I still remember a conversation several years back where several coworkers were debating whether thought was organized based on what language one spoke. "Of course not," I wanted to say, "Otherwise what would you be thinking as a child before you knew any language?" But the debate simply moved towards whether children had any real thoughts at all before they learned to talk and whether it was even possible to think without language. To me, it was absurd. I could still remember back to when I was 3 or 4, well before I knew the words for much of what I wanted to say or do. I wasn't a freaking vegetable until someone showed me the light. I could remember the color of our house; it was blue, though I didn't know the words for colors at the time. I could remember the dark, cold emptiness of our living room with the carpet brown and the windows shining a bright white from the sun, though I did not know the words to articulate this. I could remember wanting to fly but at the same time knowing that I could not, that I would go to sleep seeing that play out for me only as a fantasy, though I did not know the words yet for dreams and imagination. Learning a language simply gave names to ideas or things I already had in mind. A friend once described it best by asking, "What goes through your mind when you see a beautiful landscape?" You don't think the word "Wow" or "Amazing" in your head. You feel it, see it. Those words only describe what is already innate.
Even now, I often struggle to find the words to what I want to say or convey. It's been that way since I was a kid and remains that way today. In my mind, I always imagine the scene, the experience, that I want to communicate. It never starts out as text, and if I keep it to myself, it likely never reaches that point. Vocabulary has always been my weakest skillset, not because I don't know the meanings but because I often remember only the meanings or the imagery conveyed by the word. The same goes for names of theorems or concepts. I can always go back and describe it, but knowing the exact word is secondary.
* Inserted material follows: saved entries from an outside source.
//! Demonstration of the CAPM estimator on synthetic price data.
//!
//! Builds a benchmark series with deterministic daily returns, an asset
//! that tracks it at beta 1.4 plus idiosyncratic drift, and prints the
//! resulting estimate under each annualization configuration.

use cascais_capm::{CapmConfig, CapmEstimator, PriceSeries};
use chrono::NaiveDate;

fn main() {
    println!("==========================================================");
    println!("            Cascais CAPM Estimator - Demo");
    println!("==========================================================\n");

    let n_days = 252;
    let start = NaiveDate::from_ymd_opt(2024, 1, 2).unwrap();

    // Deterministic daily returns for reproducibility: the market wiggles,
    // the asset follows at beta 1.4 with a small positive drift.
    let mut market_prices = vec![4000.0];
    let mut asset_prices = vec![100.0];
    for t in 0..n_days {
        let t_f = t as f64;
        let market_return = 0.0004 + 0.012 * (t_f * 0.13).sin();
        let asset_return = 1.4 * market_return + 0.0001;

        market_prices.push(market_prices.last().unwrap() * (1.0 + market_return));
        asset_prices.push(asset_prices.last().unwrap() * (1.0 + asset_return));
    }

    let dates: Vec<NaiveDate> = (0..=n_days)
        .map(|i| start + chrono::Days::new(i as u64))
        .collect();
    let benchmark = PriceSeries::from_parts("^GSPC", dates.clone(), market_prices);
    let asset = PriceSeries::from_parts("DEMO", dates, asset_prices);

    let risk_free = 0.04;

    for (label, use_log, method) in [
        ("simple / arithmetic", false, "arithmetic"),
        ("simple / geometric", false, "geometric"),
        ("log / arithmetic", true, "arithmetic"),
        ("log / geometric", true, "geometric"),
    ] {
        let estimator = CapmEstimator::from_args(252, use_log, method);
        let estimate = estimator
            .estimate(&asset, &benchmark, risk_free)
            .expect("synthetic data is well-formed");

        println!("----------------------------------------------------------");
        println!("Configuration: {}", label);
        println!("  Beta:                   {:.4}", estimate.beta);
        println!("  Alpha:                  {:.6}", estimate.alpha);
        println!("  R-squared:              {:.4}", estimate.r_squared);
        println!(
            "  Market Annual Return:   {:.2}%",
            estimate.market_annual_return * 100.0
        );
        println!(
            "  Expected Return:        {:.2}%",
            estimate.expected_return * 100.0
        );
    }

    println!("----------------------------------------------------------");

    // The default configuration is simple returns, arithmetic annualization.
    let default_estimate = CapmEstimator::new(CapmConfig::default())
        .estimate(&asset, &benchmark, risk_free)
        .expect("synthetic data is well-formed");
    println!(
        "\nDefault configuration observations: {}",
        default_estimate.n_obs
    );
    println!("Demo complete.");
}
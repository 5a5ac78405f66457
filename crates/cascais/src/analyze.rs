//! One-call CAPM analysis: fetch both price series, run the estimator.
//!
//! Composition only. Nothing here prints; callers decide whether to hand
//! the estimate to `cascais-output`.

use cascais_capm::{CapmError, CapmEstimate, CapmEstimator};
use cascais_data::{DataError, YahooHistoryProvider};
use chrono::{DateTime, Duration, Utc};
use thiserror::Error;

/// Errors from a full fetch-and-estimate run.
#[derive(Debug, Error)]
pub enum AnalysisError {
    /// One or both price series could not be acquired.
    #[error("market data unavailable: {0}")]
    DataUnavailable(#[from] DataError),

    /// The estimate itself failed.
    #[error(transparent)]
    Estimate(#[from] CapmError),
}

/// What to analyze: a symbol pair, a price window, and a risk-free rate.
#[derive(Debug, Clone)]
pub struct CapmRequest {
    /// Asset symbol.
    pub asset: String,

    /// Benchmark symbol.
    pub benchmark: String,

    /// Start of the price window.
    pub start: DateTime<Utc>,

    /// End of the price window.
    pub end: DateTime<Utc>,

    /// Annual risk-free rate as a decimal.
    pub risk_free_rate: f64,
}

impl CapmRequest {
    /// Request with stock defaults: a two-year window ending now and a 4%
    /// risk-free rate.
    pub fn new(asset: impl Into<String>, benchmark: impl Into<String>) -> Self {
        let end = Utc::now();
        Self {
            asset: asset.into(),
            benchmark: benchmark.into(),
            start: end - Duration::days(2 * 365),
            end,
            risk_free_rate: 0.04,
        }
    }

    /// Set the window to the given number of years ending at the current
    /// `end`.
    pub fn with_years(mut self, years: u32) -> Self {
        self.start = self.end - Duration::days(i64::from(years) * 365);
        self
    }

    /// Set an explicit price window.
    pub const fn with_window(mut self, start: DateTime<Utc>, end: DateTime<Utc>) -> Self {
        self.start = start;
        self.end = end;
        self
    }

    /// Set the annual risk-free rate.
    pub const fn with_risk_free_rate(mut self, rate: f64) -> Self {
        self.risk_free_rate = rate;
        self
    }
}

/// Fetch both price series and run the estimator.
///
/// Any acquisition failure surfaces as
/// [`AnalysisError::DataUnavailable`]; estimation failures pass through
/// unchanged. On success the estimate is fully populated.
pub async fn run_capm(
    provider: &YahooHistoryProvider,
    estimator: &CapmEstimator,
    request: &CapmRequest,
) -> Result<CapmEstimate, AnalysisError> {
    let (asset, benchmark) = provider
        .fetch_pair(&request.asset, &request.benchmark, request.start, request.end)
        .await?;

    Ok(estimator.estimate(&asset, &benchmark, request.risk_free_rate)?)
}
This bleeds into pretty much everything I do, whether I am writing algorithms or composing music, talking to others or even doing math (my math teachers will always remember me as the kid who would get to the right answer but never the right way). To me, the thought process is all a series of pictures, a story. It is the why behind whatever it is I am doing or making. When talking or listening to others, for example, what is said always comes to me as an expression of motivation, a statement of intent, or the telling of a story or scene. When communicating my own points, I try to imagine what the other would want to hear in order to see my perspective and I say those words. The same goes for when I hear the words of others; I imagine why they said what they did and what they might be trying to get me to see. It is not so much about the exact word spoken as much as what the reason was for speaking, for why they chose the words they did. This is not to say I don't remember the words spoken either. If anything, I am probably one of the few people I know who can recite a conversation word-for-word long after it has passed. It is just always secondary to reliving the "scene" whenever I recall the memory. Likewise, when composing music, I simply cannot lay down chords or notes without imagining the story I am composing to or the imagery that goes along with the music. Another composer once suggested that trying to compose to a story or image restricts the freedom of my composition, that I should just pick my chords and play to my heart's content, but that only makes sense if we assume that I am first composing the music and then trying to fit it to some arbitrary story. What is missed here is that the story *is* my music. I see the images in my head just as simultaneously as I hear the music playing along with it; there is no separation of process. It's like trying to shoot a movie separately from the sound or writing a story first without its characters. When you struggle to draw a picture, for example, it's not because you don't know what to draw, that you should practice laying lines down in some commonly used pattern in the hopes that something comes to you. The difficulty is not how or what to think but in executing the idea, painting it as vividly as it first manifests in mind without losing it mid-process.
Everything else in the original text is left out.